# 03 Transfermarkt Scraper

In [137]:
import requests
from bs4 import BeautifulSoup
import pandas as pd
import urllib.parse

In [138]:
headers = {'User-Agent': 'Mozilla/5.0 (Windows NT 10.0; Win64; x64) AppleWebKit/537.36 (KHTML, like Gecko) Chrome/124.0.0.0 Safari/537.36'}

In [139]:
page = 'https://www.transfermarkt.de/valencia-cf/startseite/verein/1049'

In [140]:
def get_transfermarkt_club_url(club_name, country='DE'):
    # Format search query
    base_search_url = 'https://www.transfermarkt.de/schnellsuche/ergebnis/schnellsuche'
    query = {'query': club_name}
    search_url = f"{base_search_url}?{urllib.parse.urlencode(query)}"

    headers = {
        'User-Agent': 'Mozilla/5.0'
    }

    response = requests.get(search_url, headers=headers)
    soup = BeautifulSoup(response.content, 'html.parser')

    # Find club link in search results
    club_links = soup.select('a[href*="/startseite/verein/"]')
    for link in club_links:
        href = link.get('href', '')
        if '/startseite/verein/' in href:
            return urllib.parse.urljoin("https://www.transfermarkt.de", href)

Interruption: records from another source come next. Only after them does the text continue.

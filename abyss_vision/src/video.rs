// THEORY:
// The reducer never talks to a codec directly. It sees a video as two narrow
// seams:
// 1.  **`VideoSource`**: random access to raw RGB frames by index, plus the two
//     numbers the reducer needs up front (frame rate and frame count). Random
//     access is required because back-filling re-reads frames the sampler
//     stepped over.
// 2.  **`VideoSink`**: an append-only consumer of raw frames that is finalised
//     exactly once.
// Codec-backed implementations live with the binary; the in-memory ones here
// let the whole engine run without any native video library.

use crate::error::{FrameAccessError, SinkError};
use image::imageops::{self, FilterType};
use image::{GrayImage, RgbImage};

/// What the reducer needs to know about a video before reading it.
#[derive(Debug, Clone, Copy, PartialEq)]
pub struct VideoMetadata {
    pub frame_rate: f64,
    pub frame_count: u64,
}

/// Random-access reader of raw frames.
pub trait VideoSource {
    fn metadata(&self) -> VideoMetadata;

    /// Reads frame `index`. Failures are per-frame; the source stays usable.
    fn frame(&mut self, index: u64) -> Result<RgbImage, FrameAccessError>;
}

/// Append-only writer of raw frames.
pub trait VideoSink {
    fn append(&mut self, frame: &RgbImage) -> Result<(), SinkError>;

    /// Flushes and closes the output. No `append` may follow.
    fn finish(&mut self) -> Result<(), SinkError>;
}

/// Resizes a raw frame to the working size and converts it to grayscale.
pub fn prepare_frame(raw: &RgbImage, width: u32, height: u32) -> GrayImage {
    if raw.dimensions() == (width, height) {
        imageops::grayscale(raw)
    } else {
        let resized = imageops::resize(raw, width, height, FilterType::Triangle);
        imageops::grayscale(&resized)
    }
}

/// A video held entirely in memory. `None` entries model undecodable frames.
#[derive(Debug, Clone, Default)]
pub struct MemoryVideo {
    pub frames: Vec<Option<RgbImage>>,
    pub frame_rate: f64,
}

impl MemoryVideo {
    pub fn new(frames: Vec<RgbImage>, frame_rate: f64) -> Self {
        Self {
            frames: frames.into_iter().map(Some).collect(),
            frame_rate,
        }
    }

    /// Replaces frame `index` with a decode failure.
    pub fn corrupt(&mut self, index: usize) {
        if let Some(slot) = self.frames.get_mut(index) {
            *slot = None;
        }
    }
}

impl VideoSource for MemoryVideo {
    fn metadata(&self) -> VideoMetadata {
        VideoMetadata {
            frame_rate: self.frame_rate,
            frame_count: self.frames.len() as u64,
        }
    }

    fn frame(&mut self, index: u64) -> Result<RgbImage, FrameAccessError> {
        let frame_count = self.frames.len() as u64;
        match self.frames.get(index as usize) {
            Some(Some(frame)) => Ok(frame.clone()),
            Some(None) => Err(FrameAccessError::Decode {
                index,
                reason: "frame data is missing".into(),
            }),
            None => Err(FrameAccessError::OutOfRange { index, frame_count }),
        }
    }
}

/// Collects appended frames in memory.
#[derive(Debug, Clone, Default)]
pub struct MemorySink {
    pub frames: Vec<RgbImage>,
    pub finished: bool,
    capacity: Option<usize>,
}

impl MemorySink {
    pub fn new() -> Self {
        Self::default()
    }

    /// A sink that rejects every append after the first `capacity` frames.
    pub fn with_capacity_limit(capacity: usize) -> Self {
        Self {
            capacity: Some(capacity),
            ..Self::default()
        }
    }
}

impl VideoSink for MemorySink {
    fn append(&mut self, frame: &RgbImage) -> Result<(), SinkError> {
        if self.finished {
            return Err(SinkError::new("append after finish"));
        }
        if self.capacity.is_some_and(|limit| self.frames.len() >= limit) {
            return Err(SinkError::new("sink is full"));
        }
        self.frames.push(frame.clone());
        Ok(())
    }

    fn finish(&mut self) -> Result<(), SinkError> {
        self.finished = true;
        Ok(())
    }
}

impl<T: VideoSource + ?Sized> VideoSource for Box<T> {
    fn metadata(&self) -> VideoMetadata {
        (**self).metadata()
    }

    fn frame(&mut self, index: u64) -> Result<RgbImage, FrameAccessError> {
        (**self).frame(index)
    }
}

impl<T: VideoSink + ?Sized> VideoSink for Box<T> {
    fn append(&mut self, frame: &RgbImage) -> Result<(), SinkError> {
        (**self).append(frame)
    }

    fn finish(&mut self) -> Result<(), SinkError> {
        (**self).finish()
    }
}
//! Frame loading and fit-to-canvas scaling for the preview pane.

use std::path::{Path, PathBuf};

use anyhow::{Context, Result};
use image::RgbaImage;
use image::imageops::{self, FilterType};

/// Preview canvas dimensions in pixels.
#[derive(Copy, Clone, Debug, PartialEq, Eq)]
pub struct CanvasSize {
    pub width: u32,
    pub height: u32,
}

impl Default for CanvasSize {
    fn default() -> Self {
        Self {
            width: 640,
            height: 400,
        }
    }
}

/// A decoded frame already scaled to the canvas.
#[derive(Clone, Debug)]
pub struct Frame {
    /// File the frame was decoded from.
    pub source: PathBuf,
    pub image: RgbaImage,
}

/// Scaled frames of the currently selected theme.
#[derive(Clone, Debug, Default)]
pub struct FrameSequence {
    frames: Vec<Frame>,
}

impl FrameSequence {
    pub fn len(&self) -> usize {
        self.frames.len()
    }

    pub fn is_empty(&self) -> bool {
        self.frames.is_empty()
    }

    pub fn get(&self, index: usize) -> Option<&Frame> {
        self.frames.get(index)
    }

    pub fn iter(&self) -> impl Iterator<Item = &Frame> {
        self.frames.iter()
    }
}

/// Shrink `(width, height)` to fit the canvas, never enlarging it.
///
/// Dimensions are truncated and kept at least one pixel.
pub fn fit_dimensions(width: u32, height: u32, canvas: CanvasSize) -> (u32, u32) {
    if width == 0 || height == 0 {
        return (width.max(1), height.max(1));
    }
    let scale_w = canvas.width as f64 / width as f64;
    let scale_h = canvas.height as f64 / height as f64;
    let scale = scale_w.min(scale_h).min(1.0);
    let new_width = ((width as f64 * scale) as u32).max(1);
    let new_height = ((height as f64 * scale) as u32).max(1);
    (new_width, new_height)
}

/// Decode one frame and scale it to fit the canvas.
pub fn load_frame(path: &Path, canvas: CanvasSize) -> Result<Frame> {
    let image = image::open(path)
        .with_context(|| format!("failed to open {}", path.display()))?
        .to_rgba8();
    let (width, height) = image.dimensions();
    let (fit_width, fit_height) = fit_dimensions(width, height, canvas);
    let image = if (fit_width, fit_height) == (width, height) {
        image
    } else {
        imageops::resize(&image, fit_width, fit_height, FilterType::Triangle)
    };
    Ok(Frame {
        source: path.to_path_buf(),
        image,
    })
}

/// Load every frame eagerly, skipping (and logging) the ones that fail.
pub fn load_frames(paths: &[PathBuf], canvas: CanvasSize) -> FrameSequence {
    let frames = paths
        .iter()
        .filter_map(|path| match load_frame(path, canvas) {
            Ok(frame) => Some(frame),
            Err(err) => {
                log::warn!("error loading frame: {err:#}");
                None
            }
        })
        .collect();
    FrameSequence { frames }
}
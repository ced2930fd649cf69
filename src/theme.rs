//! Window visuals for the egui-based viewer.

use eframe::egui;

use plymouth_toolkit::settings::ThemeMode;

/// Fill of the preview canvas behind the frames.
pub const PREVIEW_BACKGROUND: egui::Color32 = egui::Color32::BLACK;

/// Apply the configured visuals to the egui context.
pub fn apply_theme(ctx: &egui::Context, theme: ThemeMode) {
    let visuals = match theme {
        ThemeMode::Light => egui::Visuals::light(),
        ThemeMode::Dark => egui::Visuals::dark(),
    };
    ctx.set_visuals(visuals);
}
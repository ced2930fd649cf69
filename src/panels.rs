//! Side and central panels of the viewer window.

use plymouth_toolkit::animation::{INTERVAL_STEP_MS, MAX_INTERVAL_MS, MIN_INTERVAL_MS, interval_for_speed};
use plymouth_toolkit::theme_list::{NodeRef, SelectionEvent, ThemeTree};

use crate::theme::PREVIEW_BACKGROUND;

/// User commands raised by the preview panel.
#[derive(Debug, Clone, Copy, PartialEq, Eq)]
pub enum UiCommand {
    TogglePlayback,
    Stop,
    SetSpeed(u64),
    PreviewWithPlymouth,
    Install,
    Apply,
}

/// Everything the preview panel needs to draw itself.
pub struct PreviewView<'a> {
    pub info: &'a str,
    pub frame: Option<&'a egui::TextureHandle>,
    pub canvas: egui::Vec2,
    pub playing: bool,
    pub has_frames: bool,
    pub actions_enabled: bool,
}

/// Render the pack/theme tree and report a theme selection.
pub fn theme_tree(ctx: &egui::Context, tree: &mut ThemeTree) -> Option<SelectionEvent> {
    let mut clicked = None;
    egui::SidePanel::left("themes")
        .resizable(true)
        .default_width(250.0)
        .show(ctx, |ui| {
            ui.heading("Themes");
            ui.separator();
            egui::ScrollArea::vertical()
                .auto_shrink([false, false])
                .show(ui, |ui| {
                    if tree.packs().is_empty() {
                        ui.label("No theme packs found.");
                    }
                    for (pack_idx, pack) in tree.packs().iter().enumerate() {
                        let header = egui::CollapsingHeader::new(pack.label.as_str())
                            .id_source(&pack.key)
                            .default_open(pack.expanded)
                            .show(ui, |ui| {
                                for (theme_idx, theme) in pack.themes.iter().enumerate() {
                                    let selected = tree.is_selected(theme.path.as_deref());
                                    if ui.selectable_label(selected, theme.label.as_str()).clicked() {
                                        clicked = Some(NodeRef::Theme {
                                            pack: pack_idx,
                                            theme: theme_idx,
                                        });
                                    }
                                }
                            });
                        if header.header_response.clicked() {
                            clicked = Some(NodeRef::Pack(pack_idx));
                        }
                    }
                });
        });
    clicked.and_then(|node| tree.select(node))
}

/// Render the preview canvas, playback controls and action buttons.
pub fn preview(ctx: &egui::Context, view: &PreviewView<'_>, speed: &mut u64) -> Option<UiCommand> {
    let mut command = None;
    egui::CentralPanel::default().show(ctx, |ui| {
        ui.heading("Preview");
        egui::Frame::none().fill(PREVIEW_BACKGROUND).show(ui, |ui| {
            let (rect, _) = ui.allocate_exact_size(view.canvas, egui::Sense::hover());
            if let Some(texture) = view.frame {
                let image_rect = egui::Rect::from_center_size(rect.center(), texture.size_vec2());
                let uv = egui::Rect::from_min_max(egui::pos2(0.0, 0.0), egui::pos2(1.0, 1.0));
                ui.painter()
                    .image(texture.id(), image_rect, uv, egui::Color32::WHITE);
            }
        });

        ui.add_space(8.0);
        ui.label(view.info);
        ui.add_space(8.0);

        ui.horizontal(|ui| {
            let play_label = if view.playing { "⏸ Pause" } else { "▶ Play" };
            if ui
                .add_enabled(view.has_frames, egui::Button::new(play_label))
                .clicked()
            {
                command = Some(UiCommand::TogglePlayback);
            }
            if ui
                .add_enabled(view.has_frames, egui::Button::new("⏹ Stop"))
                .clicked()
            {
                command = Some(UiCommand::Stop);
            }
            ui.add_space(10.0);
            ui.label("Speed:");
            let slider = egui::Slider::new(speed, MIN_INTERVAL_MS..=MAX_INTERVAL_MS)
                .step_by(INTERVAL_STEP_MS as f64)
                .show_value(false);
            if ui.add(slider).changed() {
                command = Some(UiCommand::SetSpeed(*speed));
            }
            ui.label(format!("{} ms/frame", interval_for_speed(*speed)));
        });

        ui.add_space(10.0);
        ui.horizontal(|ui| {
            let enabled = view.actions_enabled;
            if ui
                .add_enabled(enabled, egui::Button::new("🖥 Preview with Plymouth"))
                .on_hover_text("Preview using plymouth-x11 (requires root)")
                .clicked()
            {
                command = Some(UiCommand::PreviewWithPlymouth);
            }
            if ui
                .add_enabled(enabled, egui::Button::new("📦 Install Theme"))
                .on_hover_text("Copy theme to the system theme directory")
                .clicked()
            {
                command = Some(UiCommand::Install);
            }
            if ui
                .add_enabled(enabled, egui::Button::new("✓ Apply Theme"))
                .on_hover_text("Set as default Plymouth theme (requires root)")
                .clicked()
            {
                command = Some(UiCommand::Apply);
            }
        });
    });
    command
}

    return None  # If no match found

In [141]:
club_url = get_transfermarkt_club_url("Valencia CF")
print(club_url)

https://www.transfermarkt.de/fc-valencia/startseite/verein/1049


In [142]:
page = club_url

In [143]:
page_tree = requests.get(page, headers=headers)
page_content = BeautifulSoup(page_tree.content, 'html.parser')

In [144]:
# Elements
players = page_content.find_all('img', {'class': 'bilderrahmen-fixed lazy lazy'})
age = page_content.find_all('td', {'class': 'zentriert'})
positions = page_content.find_all('td', {'class': [
    'zentriert rueckennummer bg_Torwart',
    'zentriert rueckennummer bg_Abwehr',
    'zentriert rueckennummer bg_Mittelfeld',
    'zentriert rueckennummer bg_Sturm']})
nations = page_content.find_all('td', {'class': 'zentriert'})
market_values = page_content.find_all('td', {'class': 'hauptlink'})

In [145]:
# Extract player names
PlayersList = [img.get("alt") for img in players if img.get("alt")]

# # Extract ages
# AgeList = []
# for i in range(1, len(players)*3, 3):
#     AgeList.append(str(age[i]).split(">", 1)[1].split("<", 1)[0])

# Extract ages (only the number inside parentheses)
AgeList = []
for i in range(1, len(players)*3, 3):
    raw_text = str(age[i]).split(">", 1)[1].split("<", 1)[0]
    age_str = raw_text.strip()
    if "(" in age_str and ")" in age_str:
        AgeList.append(age_str.split("(")[-1].split(")")[0])
    else:
        AgeList.append(None)

# Extract positions
PositionsList = []
for i in range(len(positions)):
    PositionsList.append(str(positions[i]).split('title="', 1)[1].split('"><div')[0])

# Extract nationalities
NationList = []
for i in range(2, len(players)*3, 3):
    NationList.append(str(nations[i]).split('title="', 1)[1].split('"', 1)[0])

In [146]:
# Extract only relevant market values
ValuesList = []

for tag in market_values:
    value = tag.text.strip()
    if '€' in value:
        ValuesList.append(value)

In [147]:
cleaned_values = []

for value in ValuesList:
    try:
        value = value.replace('.', '').replace(',', '.').replace('€', '').strip()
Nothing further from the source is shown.